Il a, en effet, été jugé dans un arrêt de la chambre sociale de la Cour de cassation, en date du 1er juin 2016 (pourvoi n° 14-19702) que pour s’exonérer de sa responsabilité, l’employeur devra justifier :
- avoir pris toutes les mesures de prévention prévues par les articles L. 4121-1 et L. 4121-2 du Code du travail ;
- avoir pris les mesures immédiates propres à faire cesser le harcèlement au travail.
Les mesures préventives pour lutter contre le harcèlement au travail
Ces « mesures nécessaires » peuvent prendre des formes diverses, à la discrétion de l’employeur :
- actions de prévention des risques professionnels (sensibilisations...) ;
- actions d’information (notes de services, guide remis à l’embauche...) et de formation ;
- mise en place d’une organisation et de moyens adaptés (mise en place d’une procédure d’alerte spécifique dans le règlement intérieur de l’entreprise...).
La loi impose en outre à l’employeur de constamment améliorer et adapter les mesures prises. Sur ce point, une collaboration efficace avec les représentants du personnel et avec la médecine du travail est essentielle.
L’employeur est également tenu de porter à la connaissance des salariés, personnes en formation ou en stage, et candidats au recrutement les dispositions du Code pénal réprimant le harcèlement (article L1152-4 du Code du travail). Cette information peut être donnée par tout moyen (affichage, site intranet, mail ou autre).
Enfin, le règlement intérieur rappelle les dispositions relatives aux harcèlements moral et sexuel prévues par le Code du travail (article L1321-2 du Code du travail). À défaut, l’employeur encourt une peine de 750 € d’amende.
Une obligation de mener une enquête en cas de plainte pour harcèlement
L’alerte peut provenir de la victime directement, ou d’un représentant du personnel.
Lorsque l‘employeur reçoit une plainte pour harcèlement, il est tenu de mener une enquête, et cela même s’il est convaincu que cette plainte est infondée. (Cass., ch. soc., 27 novembre 2019, n°18-10551).
Cette enquête interne doit être menée de manière contradictoire.

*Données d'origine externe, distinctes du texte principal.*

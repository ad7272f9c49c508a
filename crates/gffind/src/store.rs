//! SQLite-backed schema store with additive attribute columns.
//!
//! Every table has the eight fixed GFF3 columns plus one `TEXT` column per
//! attribute key seen so far. Numeric columns accept either a number or the
//! sentinel text. Rows are written one statement at a time on an autocommit
//! connection, so an interrupted ingestion keeps every row inserted before
//! the failure.

use std::fmt;
use std::path::Path;

use rusqlite::types::{Value, ValueRef};
use rusqlite::{params_from_iter, Connection};
use serde::Serialize;

use crate::naming::unique_name_by;
use crate::predicate::{Condition, Literal};
use crate::projection::Projection;
use crate::types::{FixedField, GffError, GffResult, NumericField, Record, SENTINEL};

/// Known attribute columns of one table. Fixed columns are implicit.
#[derive(Debug, Clone, Default, PartialEq, Eq)]
pub struct ColumnSet {
    attributes: Vec<String>,
}

impl ColumnSet {
    pub fn new() -> Self {
        Self::default()
    }

    /// Attribute columns in creation order.
    pub fn attributes(&self) -> &[String] {
        &self.attributes
    }

    /// Exact attribute-column membership.
    pub fn contains(&self, key: &str) -> bool {
        self.attributes.iter().any(|c| c == key)
    }

    /// Stored spelling of a column, fixed or attribute, matched the way
    /// SQLite matches identifiers (ASCII case-insensitive).
    pub fn resolve(&self, name: &str) -> Option<&str> {
        if let Some(field) = FixedField::from_column(name) {
            return Some(field.column());
        }
        self.attributes
            .iter()
            .find(|c| c.eq_ignore_ascii_case(name))
            .map(String::as_str)
    }

    fn push(&mut self, key: &str) {
        self.attributes.push(key.to_string());
    }
}

/// Handle to a table: its name and the columns it is known to have.
#[derive(Debug, Clone, PartialEq, Eq)]
pub struct GffTable {
    name: String,
    columns: ColumnSet,
}

impl GffTable {
    pub fn name(&self) -> &str {
        &self.name
    }

    pub fn columns(&self) -> &ColumnSet {
        &self.columns
    }
}

/// A value read back from the store.
#[derive(Debug, Clone, PartialEq, Serialize)]
#[serde(untagged)]
pub enum CellValue {
    Null,
    Integer(i64),
    Real(f64),
    Text(String),
}

impl CellValue {
    /// True for the sentinel text or a missing value.
    pub fn is_sentinel(&self) -> bool {
        match self {
            CellValue::Null => true,
            CellValue::Text(s) => s == SENTINEL,
            _ => false,
        }
    }
}

impl fmt::Display for CellValue {
    fn fmt(&self, f: &mut fmt::Formatter<'_>) -> fmt::Result {
        match self {
            CellValue::Null => f.write_str(SENTINEL),
            CellValue::Integer(v) => write!(f, "{v}"),
            CellValue::Real(v) => write!(f, "{v:?}"),
            CellValue::Text(v) => f.write_str(v),
        }
    }
}

impl From<ValueRef<'_>> for CellValue {
    fn from(value: ValueRef<'_>) -> Self {
        match value {
            ValueRef::Null => CellValue::Null,
            ValueRef::Integer(v) => CellValue::Integer(v),
            ValueRef::Real(v) => CellValue::Real(v),
            ValueRef::Text(t) | ValueRef::Blob(t) => {
                CellValue::Text(String::from_utf8_lossy(t).into_owned())
            }
        }
    }
}

/// One result row: column name to value, in select order.
#[derive(Debug, Clone, Default, PartialEq, Serialize)]
pub struct Row {
    pub cells: Vec<(String, CellValue)>,
}

impl Row {
    pub fn get(&self, column: &str) -> Option<&CellValue> {
        self.cells
            .iter()
            .find(|(name, _)| name == column)
            .map(|(_, v)| v)
    }

    /// Remove a column from the row and return its value.
    pub fn take(&mut self, column: &str) -> Option<CellValue> {
        let idx = self.cells.iter().position(|(name, _)| name == column)?;
        Some(self.cells.remove(idx).1)
    }
}

/// Rows plus the column names the statement produced.
#[derive(Debug, Clone, Default, PartialEq, Serialize)]
pub struct QueryResult {
    pub columns: Vec<String>,
    pub rows: Vec<Row>,
}

/// Table overview for listings.
#[derive(Debug, Clone, PartialEq, Eq, Serialize)]
pub struct TableSummary {
    pub name: String,
    pub attribute_columns: Vec<String>,
    pub rows: u64,
}

/// The relational store: one SQLite file holding every table.
pub struct GffDatabase {
    conn: Connection,
}

impl GffDatabase {
    /// Open or create a store file.
    pub fn open(path: &Path) -> GffResult<Self> {
        if path.exists() {
            tracing::info!("Opening existing store: {}", path.display());
        } else {
            tracing::info!("Creating new store: {}", path.display());
            if let Some(parent) = path.parent().filter(|p| !p.as_os_str().is_empty()) {
                std::fs::create_dir_all(parent)?;
            }
        }
        Ok(Self {
            conn: Connection::open(path)?,
        })
    }

    /// A throwaway store that lives in memory.
    pub fn open_in_memory() -> GffResult<Self> {
        Ok(Self {
            conn: Connection::open_in_memory()?,
        })
    }

    /// Names of all user tables, sorted.
    pub fn list_tables(&self) -> GffResult<Vec<String>> {
        let mut stmt = self.conn.prepare(
            "SELECT name FROM sqlite_master
             WHERE type = 'table' AND name NOT LIKE 'sqlite_%'
             ORDER BY name",
        )?;
        let names = stmt
            .query_map([], |row| row.get(0))?
            .collect::<Result<Vec<String>, _>>()?;
        Ok(names)
    }

    /// Create a table with the fixed columns. A taken name gets a numeric
    /// suffix (`gff`, `gff2`, `gff3`, ...).
    pub fn create_table(&self, desired: &str) -> GffResult<GffTable> {
        let desired = desired.trim();
        if desired.is_empty() {
            return Err(GffError::InvalidInput("table name must not be empty".into()));
        }
        if desired.to_ascii_lowercase().starts_with("sqlite_") {
            return Err(GffError::InvalidInput(format!(
                "table name '{desired}' uses the reserved sqlite_ prefix"
            )));
        }

        let existing = self.list_tables()?;
        let name = unique_name_by(desired, |candidate| {
            existing.iter().any(|t| t.eq_ignore_ascii_case(candidate))
        });

        let columns = FixedField::ALL
            .iter()
            .map(|f| {
                format!(
                    "{} {} DEFAULT '{SENTINEL}'",
                    quote_ident(f.column()),
                    f.sql_type()
                )
            })
            .collect::<Vec<_>>()
            .join(", ");
        self.conn
            .execute(&format!("CREATE TABLE {} ({columns})", quote_ident(&name)), [])?;

        if name != desired {
            tracing::info!("Table {desired} exists, created {name} instead");
        } else {
            tracing::info!("Created table {name}");
        }
        Ok(GffTable {
            name,
            columns: ColumnSet::new(),
        })
    }

    /// Open an existing table and load its attribute columns.
    pub fn open_table(&self, name: &str) -> GffResult<GffTable> {
        let stored = self
            .list_tables()?
            .into_iter()
            .find(|t| t.eq_ignore_ascii_case(name))
            .ok_or_else(|| GffError::UnknownTable(name.to_string()))?;

        let mut stmt = self
            .conn
            .prepare("SELECT name FROM pragma_table_info(?1) ORDER BY cid")?;
        let mut columns = ColumnSet::new();
        for column in stmt.query_map([&stored], |row| row.get::<_, String>(0))? {
            let column = column?;
            if FixedField::from_column(&column).is_none() {
                columns.push(&column);
            }
        }
        Ok(GffTable {
            name: stored,
            columns,
        })
    }

    /// Add an attribute column if the table lacks it. Returns whether a
    /// column was added.
    pub fn ensure_column(&self, table: &mut GffTable, key: &str) -> GffResult<bool> {
        if table.columns.contains(key) {
            return Ok(false);
        }
        if key.is_empty() {
            return Err(GffError::InvalidInput("attribute key must not be empty".into()));
        }
        if let Some(existing) = table.columns.resolve(key) {
            return Err(GffError::SchemaConflict {
                table: table.name.clone(),
                key: key.to_string(),
                existing: existing.to_string(),
            });
        }

        self.conn.execute(
            &format!(
                "ALTER TABLE {} ADD COLUMN {} TEXT DEFAULT '{SENTINEL}'",
                quote_ident(&table.name),
                quote_ident(key)
            ),
            [],
        )?;
        table.columns.push(key);
        tracing::debug!("Added column {key} to {}", table.name);
        Ok(true)
    }

    /// Insert one record. Every attribute key must already be a column.
    pub fn insert_record(&self, table: &GffTable, record: &Record) -> GffResult<()> {
        let mut names: Vec<&str> = FixedField::ALL.iter().map(|f| f.column()).collect();
        let mut values: Vec<Value> = vec![
            Value::Text(record.seqid.clone()),
            Value::Text(record.source.clone()),
            Value::Text(record.feature_type.clone()),
            numeric_value(&record.beginning),
            numeric_value(&record.end),
            numeric_value(&record.score),
            Value::Text(record.strand.clone()),
            numeric_value(&record.phase),
        ];

        for (key, value) in &record.attributes {
            if !table.columns.contains(key) {
                return Err(GffError::UnknownColumn {
                    table: table.name.clone(),
                    column: key.clone(),
                });
            }
            names.push(key);
            values.push(Value::Text(value.clone()));
        }

        let column_list = names
            .iter()
            .map(|n| quote_ident(n))
            .collect::<Vec<_>>()
            .join(", ");
        let placeholders = (1..=values.len())
            .map(|i| format!("?{i}"))
            .collect::<Vec<_>>()
            .join(", ");
        let sql = format!(
            "INSERT INTO {} ({column_list}) VALUES ({placeholders})",
            quote_ident(&table.name)
        );

        let mut stmt = self.conn.prepare_cached(&sql)?;
        stmt.execute(params_from_iter(values.iter()))?;
        Ok(())
    }

    /// Run a filtered, projected query. Rows come back in insertion order.
    pub fn run_query(
        &self,
        table: &GffTable,
        projection: &Projection,
        condition: &Condition,
    ) -> GffResult<QueryResult> {
        let select = match projection.columns() {
            None => "*".to_string(),
            Some(cols) => cols
                .iter()
                .map(|c| resolve_column(table, c).map(quote_ident))
                .collect::<GffResult<Vec<_>>>()?
                .join(", "),
        };
        for column in condition.columns() {
            resolve_column(table, column)?;
        }

        let mut where_sql = String::new();
        let mut params: Vec<Value> = Vec::new();
        render_condition(condition, &mut where_sql, &mut params);

        let sql = format!(
            "SELECT {select} FROM {} WHERE {where_sql} ORDER BY rowid",
            quote_ident(&table.name)
        );
        tracing::debug!("Query: {sql} ({} parameters)", params.len());

        let mut stmt = self.conn.prepare(&sql)?;
        let columns: Vec<String> = stmt.column_names().into_iter().map(String::from).collect();

        let mut rows = Vec::new();
        let mut cursor = stmt.query(params_from_iter(params.iter()))?;
        while let Some(row) = cursor.next()? {
            let mut cells = Vec::with_capacity(columns.len());
            for (idx, name) in columns.iter().enumerate() {
                cells.push((name.clone(), CellValue::from(row.get_ref(idx)?)));
            }
            rows.push(Row { cells });
        }

        Ok(QueryResult { columns, rows })
    }

    /// Drop a table.
    pub fn drop_table(&self, name: &str) -> GffResult<()> {
        let table = self.open_table(name)?;
        self.conn
            .execute(&format!("DROP TABLE {}", quote_ident(&table.name)), [])?;
        tracing::info!("Dropped table {}", table.name);
        Ok(())
    }

    /// Row count and attribute columns of a table.
    pub fn table_summary(&self, name: &str) -> GffResult<TableSummary> {
        let table = self.open_table(name)?;
        let rows: i64 = self.conn.query_row(
            &format!("SELECT COUNT(*) FROM {}", quote_ident(&table.name)),
            [],
            |row| row.get(0),
        )?;
        Ok(TableSummary {
            name: table.name,
            attribute_columns: table.columns.attributes,
            rows: rows.max(0) as u64,
        })
    }
}

fn resolve_column<'a>(table: &'a GffTable, column: &str) -> GffResult<&'a str> {
    table
        .columns
        .resolve(column)
        .ok_or_else(|| GffError::UnknownColumn {
            table: table.name.clone(),
            column: column.to_string(),
        })
}

fn numeric_value(field: &NumericField) -> Value {
    match field {
        NumericField::Integer(v) => Value::Integer(*v),
        NumericField::Real(v) => Value::Real(*v),
        NumericField::Sentinel => Value::Text(SENTINEL.to_string()),
    }
}

/// Quote an SQL identifier.
fn quote_ident(name: &str) -> String {
    format!("\"{}\"", name.replace('"', "\"\""))
}

/// Append the SQL for `condition` to `sql`, pushing bound values to `params`.
fn render_condition(condition: &Condition, sql: &mut String, params: &mut Vec<Value>) {
    match condition {
        Condition::True => sql.push('1'),
        Condition::Compare { column, op, value } => {
            params.push(match value {
                Literal::Integer(v) => Value::Integer(*v),
                Literal::Text(v) => Value::Text(v.clone()),
            });
            sql.push_str(&format!(
                "{} {} ?{}",
                quote_ident(column),
                op.as_sql(),
                params.len()
            ));
        }
        Condition::And(terms) | Condition::Or(terms) => {
            if terms.is_empty() {
                // Empty AND is true, empty OR is false.
                sql.push(if matches!(condition, Condition::And(_)) { '1' } else { '0' });
                return;
            }
            let joiner = if matches!(condition, Condition::And(_)) {
                " AND "
            } else {
                " OR "
            };
            for (i, term) in terms.iter().enumerate() {
                if i > 0 {
                    sql.push_str(joiner);
                }
                sql.push('(');
                render_condition(term, sql, params);
                sql.push(')');
            }
        }
    }
}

Elle doit être exhaustive et impartiale.
Les mesures correctives pour mettre fin au harcèlement au travail
L’employeur doit prendre toutes dispositions pour remédier à la situation.
Ainsi, un salarié ayant procédé à des agissements de harcèlement moral est passible d’une sanction disciplinaire : mutation, mise à pied, voire un licenciement disciplinaire.
Dénoncer les faits de harcèlement au travail pour lutter contre
Le salarié qui se sent victime de harcèlement doit en informer son employeur, et/ou les représentants du personnel de l’entreprise. En cette matière, le comité social et économique (CSE) dispose d’un droit d’alerte (article L2312-59 du Code du travail), et doit saisir immédiatement l’employeur.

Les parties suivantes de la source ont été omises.